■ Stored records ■
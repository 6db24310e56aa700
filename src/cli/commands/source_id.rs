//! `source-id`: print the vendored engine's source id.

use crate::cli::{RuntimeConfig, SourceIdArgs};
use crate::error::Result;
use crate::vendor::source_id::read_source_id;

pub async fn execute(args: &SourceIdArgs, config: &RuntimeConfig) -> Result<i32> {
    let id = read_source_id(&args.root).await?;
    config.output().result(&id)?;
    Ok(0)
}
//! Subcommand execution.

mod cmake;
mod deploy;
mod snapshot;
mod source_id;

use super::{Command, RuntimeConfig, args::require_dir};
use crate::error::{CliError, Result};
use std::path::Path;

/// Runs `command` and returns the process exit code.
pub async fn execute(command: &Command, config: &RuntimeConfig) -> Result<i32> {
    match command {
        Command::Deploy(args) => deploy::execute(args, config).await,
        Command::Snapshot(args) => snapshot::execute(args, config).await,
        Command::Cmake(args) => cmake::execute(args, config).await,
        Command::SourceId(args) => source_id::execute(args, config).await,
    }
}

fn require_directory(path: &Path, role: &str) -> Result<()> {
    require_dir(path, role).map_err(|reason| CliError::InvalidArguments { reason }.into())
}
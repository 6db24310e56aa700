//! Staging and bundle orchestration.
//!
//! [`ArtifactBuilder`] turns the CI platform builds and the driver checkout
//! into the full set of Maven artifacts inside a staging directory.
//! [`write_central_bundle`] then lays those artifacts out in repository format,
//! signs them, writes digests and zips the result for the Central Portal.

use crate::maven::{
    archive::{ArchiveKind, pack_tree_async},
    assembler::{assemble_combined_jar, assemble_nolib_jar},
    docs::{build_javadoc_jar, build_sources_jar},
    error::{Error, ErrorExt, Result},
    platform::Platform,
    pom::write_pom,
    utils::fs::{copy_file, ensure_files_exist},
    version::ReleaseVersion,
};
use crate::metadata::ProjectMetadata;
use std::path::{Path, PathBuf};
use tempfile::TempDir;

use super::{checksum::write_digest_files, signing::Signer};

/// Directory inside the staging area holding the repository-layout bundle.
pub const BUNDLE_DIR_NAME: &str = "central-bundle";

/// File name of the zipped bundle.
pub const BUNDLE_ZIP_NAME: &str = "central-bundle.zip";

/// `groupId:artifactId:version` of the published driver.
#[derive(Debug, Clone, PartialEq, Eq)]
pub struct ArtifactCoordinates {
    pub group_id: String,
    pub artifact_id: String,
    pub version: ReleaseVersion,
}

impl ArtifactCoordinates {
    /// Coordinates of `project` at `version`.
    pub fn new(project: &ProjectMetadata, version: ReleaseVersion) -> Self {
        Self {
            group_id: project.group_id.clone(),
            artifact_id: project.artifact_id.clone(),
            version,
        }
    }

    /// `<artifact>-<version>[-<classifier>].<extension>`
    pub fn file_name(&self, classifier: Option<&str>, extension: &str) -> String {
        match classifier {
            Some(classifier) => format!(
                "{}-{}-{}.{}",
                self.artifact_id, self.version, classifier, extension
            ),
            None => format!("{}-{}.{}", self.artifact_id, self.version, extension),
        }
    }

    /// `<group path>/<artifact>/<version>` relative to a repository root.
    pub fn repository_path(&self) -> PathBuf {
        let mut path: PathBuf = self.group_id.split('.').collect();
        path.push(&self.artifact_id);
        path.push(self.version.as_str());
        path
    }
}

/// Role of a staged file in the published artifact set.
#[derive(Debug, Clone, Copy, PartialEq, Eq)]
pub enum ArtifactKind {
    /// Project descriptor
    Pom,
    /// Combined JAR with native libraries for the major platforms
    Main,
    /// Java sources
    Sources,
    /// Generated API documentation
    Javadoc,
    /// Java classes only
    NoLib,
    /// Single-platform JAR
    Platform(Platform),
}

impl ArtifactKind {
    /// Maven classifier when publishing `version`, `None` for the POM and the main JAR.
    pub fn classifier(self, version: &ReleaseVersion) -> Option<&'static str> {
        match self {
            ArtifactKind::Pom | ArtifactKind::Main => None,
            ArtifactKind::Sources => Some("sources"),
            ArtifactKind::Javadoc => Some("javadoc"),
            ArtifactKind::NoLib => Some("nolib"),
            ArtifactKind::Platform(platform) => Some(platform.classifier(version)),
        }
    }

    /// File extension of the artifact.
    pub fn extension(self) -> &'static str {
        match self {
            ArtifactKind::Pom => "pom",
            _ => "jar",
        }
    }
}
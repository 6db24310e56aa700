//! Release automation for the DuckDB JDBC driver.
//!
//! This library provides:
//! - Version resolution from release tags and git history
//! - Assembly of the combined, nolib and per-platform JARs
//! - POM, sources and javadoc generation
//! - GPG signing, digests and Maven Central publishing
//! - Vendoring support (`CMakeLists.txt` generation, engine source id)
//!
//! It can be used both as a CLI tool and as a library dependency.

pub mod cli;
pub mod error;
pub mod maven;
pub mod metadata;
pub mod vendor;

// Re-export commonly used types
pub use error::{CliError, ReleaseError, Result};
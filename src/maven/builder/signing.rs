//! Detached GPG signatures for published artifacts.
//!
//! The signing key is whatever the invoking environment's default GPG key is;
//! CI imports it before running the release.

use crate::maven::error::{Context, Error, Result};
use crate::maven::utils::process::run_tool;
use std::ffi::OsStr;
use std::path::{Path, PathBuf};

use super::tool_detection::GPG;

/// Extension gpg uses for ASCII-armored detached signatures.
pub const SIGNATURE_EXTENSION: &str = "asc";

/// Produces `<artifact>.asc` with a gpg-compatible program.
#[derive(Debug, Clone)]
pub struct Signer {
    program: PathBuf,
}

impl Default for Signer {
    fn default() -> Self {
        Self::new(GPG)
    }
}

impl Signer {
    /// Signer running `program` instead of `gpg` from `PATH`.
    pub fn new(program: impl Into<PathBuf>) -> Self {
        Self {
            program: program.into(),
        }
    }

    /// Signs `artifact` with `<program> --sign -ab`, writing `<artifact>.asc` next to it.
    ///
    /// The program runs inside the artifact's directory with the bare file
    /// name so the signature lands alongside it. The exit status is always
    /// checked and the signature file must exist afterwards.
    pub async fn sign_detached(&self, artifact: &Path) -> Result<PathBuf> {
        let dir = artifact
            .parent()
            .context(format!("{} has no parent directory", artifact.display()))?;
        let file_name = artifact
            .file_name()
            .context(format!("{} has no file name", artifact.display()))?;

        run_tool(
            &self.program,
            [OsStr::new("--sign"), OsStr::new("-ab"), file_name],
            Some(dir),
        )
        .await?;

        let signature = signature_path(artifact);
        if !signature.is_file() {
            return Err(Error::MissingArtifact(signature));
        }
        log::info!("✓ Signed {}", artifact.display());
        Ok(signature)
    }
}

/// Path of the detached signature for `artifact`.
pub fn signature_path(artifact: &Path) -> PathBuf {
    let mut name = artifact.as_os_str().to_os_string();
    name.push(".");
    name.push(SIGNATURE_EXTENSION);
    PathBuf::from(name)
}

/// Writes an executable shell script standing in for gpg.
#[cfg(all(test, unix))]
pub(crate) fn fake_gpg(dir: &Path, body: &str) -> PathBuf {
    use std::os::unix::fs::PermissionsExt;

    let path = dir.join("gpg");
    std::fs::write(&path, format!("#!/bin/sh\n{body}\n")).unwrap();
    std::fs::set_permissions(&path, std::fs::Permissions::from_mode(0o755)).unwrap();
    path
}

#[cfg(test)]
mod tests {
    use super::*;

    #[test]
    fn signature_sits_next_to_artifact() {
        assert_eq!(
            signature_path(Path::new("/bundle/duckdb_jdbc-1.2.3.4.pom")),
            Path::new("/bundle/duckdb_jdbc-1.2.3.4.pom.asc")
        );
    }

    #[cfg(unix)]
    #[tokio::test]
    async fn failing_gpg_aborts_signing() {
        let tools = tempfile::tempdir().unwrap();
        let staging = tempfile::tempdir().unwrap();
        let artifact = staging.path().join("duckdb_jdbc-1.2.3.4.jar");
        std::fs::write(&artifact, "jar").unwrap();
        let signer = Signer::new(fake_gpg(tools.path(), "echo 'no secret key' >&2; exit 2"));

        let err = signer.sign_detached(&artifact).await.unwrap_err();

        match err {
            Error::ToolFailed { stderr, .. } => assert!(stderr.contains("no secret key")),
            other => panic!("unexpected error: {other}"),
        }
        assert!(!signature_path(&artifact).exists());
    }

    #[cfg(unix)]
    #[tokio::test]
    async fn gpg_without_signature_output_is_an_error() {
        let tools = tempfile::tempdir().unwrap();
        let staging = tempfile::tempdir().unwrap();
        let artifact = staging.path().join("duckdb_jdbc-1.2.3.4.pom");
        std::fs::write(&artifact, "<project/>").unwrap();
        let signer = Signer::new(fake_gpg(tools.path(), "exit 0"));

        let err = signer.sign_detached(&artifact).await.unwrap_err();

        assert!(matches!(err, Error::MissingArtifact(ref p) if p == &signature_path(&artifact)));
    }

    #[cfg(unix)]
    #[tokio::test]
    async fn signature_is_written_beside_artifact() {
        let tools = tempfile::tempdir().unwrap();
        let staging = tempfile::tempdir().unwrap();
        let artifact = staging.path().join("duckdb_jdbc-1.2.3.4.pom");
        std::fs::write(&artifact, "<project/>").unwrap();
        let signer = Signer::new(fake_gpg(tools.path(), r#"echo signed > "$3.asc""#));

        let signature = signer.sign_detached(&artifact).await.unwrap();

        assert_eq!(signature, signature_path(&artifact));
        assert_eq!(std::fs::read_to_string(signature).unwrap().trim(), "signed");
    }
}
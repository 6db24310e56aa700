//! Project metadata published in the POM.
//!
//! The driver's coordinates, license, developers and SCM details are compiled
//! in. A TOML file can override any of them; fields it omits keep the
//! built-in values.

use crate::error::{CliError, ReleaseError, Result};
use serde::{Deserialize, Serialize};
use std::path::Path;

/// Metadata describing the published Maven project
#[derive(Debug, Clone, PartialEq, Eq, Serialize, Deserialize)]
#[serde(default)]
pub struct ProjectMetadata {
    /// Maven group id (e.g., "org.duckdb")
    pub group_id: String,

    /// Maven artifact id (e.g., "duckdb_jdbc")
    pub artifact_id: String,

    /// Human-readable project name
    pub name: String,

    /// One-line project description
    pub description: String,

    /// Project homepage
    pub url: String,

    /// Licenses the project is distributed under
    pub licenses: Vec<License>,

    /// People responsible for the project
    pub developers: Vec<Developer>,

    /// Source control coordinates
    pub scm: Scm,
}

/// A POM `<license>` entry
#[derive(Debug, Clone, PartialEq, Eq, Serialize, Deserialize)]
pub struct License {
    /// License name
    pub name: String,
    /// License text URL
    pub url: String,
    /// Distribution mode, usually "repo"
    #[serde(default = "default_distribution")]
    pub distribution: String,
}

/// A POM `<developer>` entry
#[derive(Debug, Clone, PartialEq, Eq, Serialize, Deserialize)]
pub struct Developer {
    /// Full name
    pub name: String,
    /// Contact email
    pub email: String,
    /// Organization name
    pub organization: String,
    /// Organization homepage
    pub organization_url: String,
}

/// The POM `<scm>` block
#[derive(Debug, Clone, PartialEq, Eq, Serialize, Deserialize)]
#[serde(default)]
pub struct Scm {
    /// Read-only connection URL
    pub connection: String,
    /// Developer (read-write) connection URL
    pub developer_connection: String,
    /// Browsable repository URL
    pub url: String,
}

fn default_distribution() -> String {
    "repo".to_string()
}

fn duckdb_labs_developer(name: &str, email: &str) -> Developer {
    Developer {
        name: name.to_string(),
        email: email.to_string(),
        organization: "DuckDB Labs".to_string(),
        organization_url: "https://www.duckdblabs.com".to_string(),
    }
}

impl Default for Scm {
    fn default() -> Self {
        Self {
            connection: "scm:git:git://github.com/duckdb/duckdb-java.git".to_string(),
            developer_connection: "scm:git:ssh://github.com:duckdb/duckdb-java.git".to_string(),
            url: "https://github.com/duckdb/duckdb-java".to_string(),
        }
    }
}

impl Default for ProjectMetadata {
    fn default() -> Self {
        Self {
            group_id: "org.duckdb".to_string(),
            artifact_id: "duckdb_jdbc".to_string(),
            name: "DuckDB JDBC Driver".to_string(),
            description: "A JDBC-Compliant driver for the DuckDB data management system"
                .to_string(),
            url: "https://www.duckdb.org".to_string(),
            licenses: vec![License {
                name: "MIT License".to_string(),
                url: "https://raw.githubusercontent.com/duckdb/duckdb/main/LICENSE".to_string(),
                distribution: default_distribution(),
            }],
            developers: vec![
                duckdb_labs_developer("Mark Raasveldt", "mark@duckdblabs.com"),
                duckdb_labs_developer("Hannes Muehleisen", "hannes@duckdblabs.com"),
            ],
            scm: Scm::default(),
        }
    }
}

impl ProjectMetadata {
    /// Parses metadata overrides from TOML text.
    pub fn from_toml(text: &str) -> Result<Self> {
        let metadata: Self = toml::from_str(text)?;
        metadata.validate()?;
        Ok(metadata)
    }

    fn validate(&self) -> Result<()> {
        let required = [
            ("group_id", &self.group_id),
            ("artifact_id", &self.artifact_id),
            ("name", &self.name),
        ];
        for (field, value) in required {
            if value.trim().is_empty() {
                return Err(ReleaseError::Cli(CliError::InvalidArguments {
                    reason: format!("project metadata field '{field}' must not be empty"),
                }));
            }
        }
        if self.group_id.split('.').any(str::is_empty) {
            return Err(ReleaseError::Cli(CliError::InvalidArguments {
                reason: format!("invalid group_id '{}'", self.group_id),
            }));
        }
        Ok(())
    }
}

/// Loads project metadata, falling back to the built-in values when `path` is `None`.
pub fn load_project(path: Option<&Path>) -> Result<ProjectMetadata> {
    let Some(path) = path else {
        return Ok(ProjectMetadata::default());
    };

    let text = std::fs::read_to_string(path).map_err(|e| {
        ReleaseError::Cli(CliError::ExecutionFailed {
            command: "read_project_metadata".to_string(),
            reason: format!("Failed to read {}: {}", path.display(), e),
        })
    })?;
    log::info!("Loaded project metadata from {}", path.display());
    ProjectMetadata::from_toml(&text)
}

■ Instructions to follow ■
Go through the entries and copy each line holding the string "validate".

■ Task solution ■
        metadata.validate()?;
    fn validate(&self) -> Result<()> {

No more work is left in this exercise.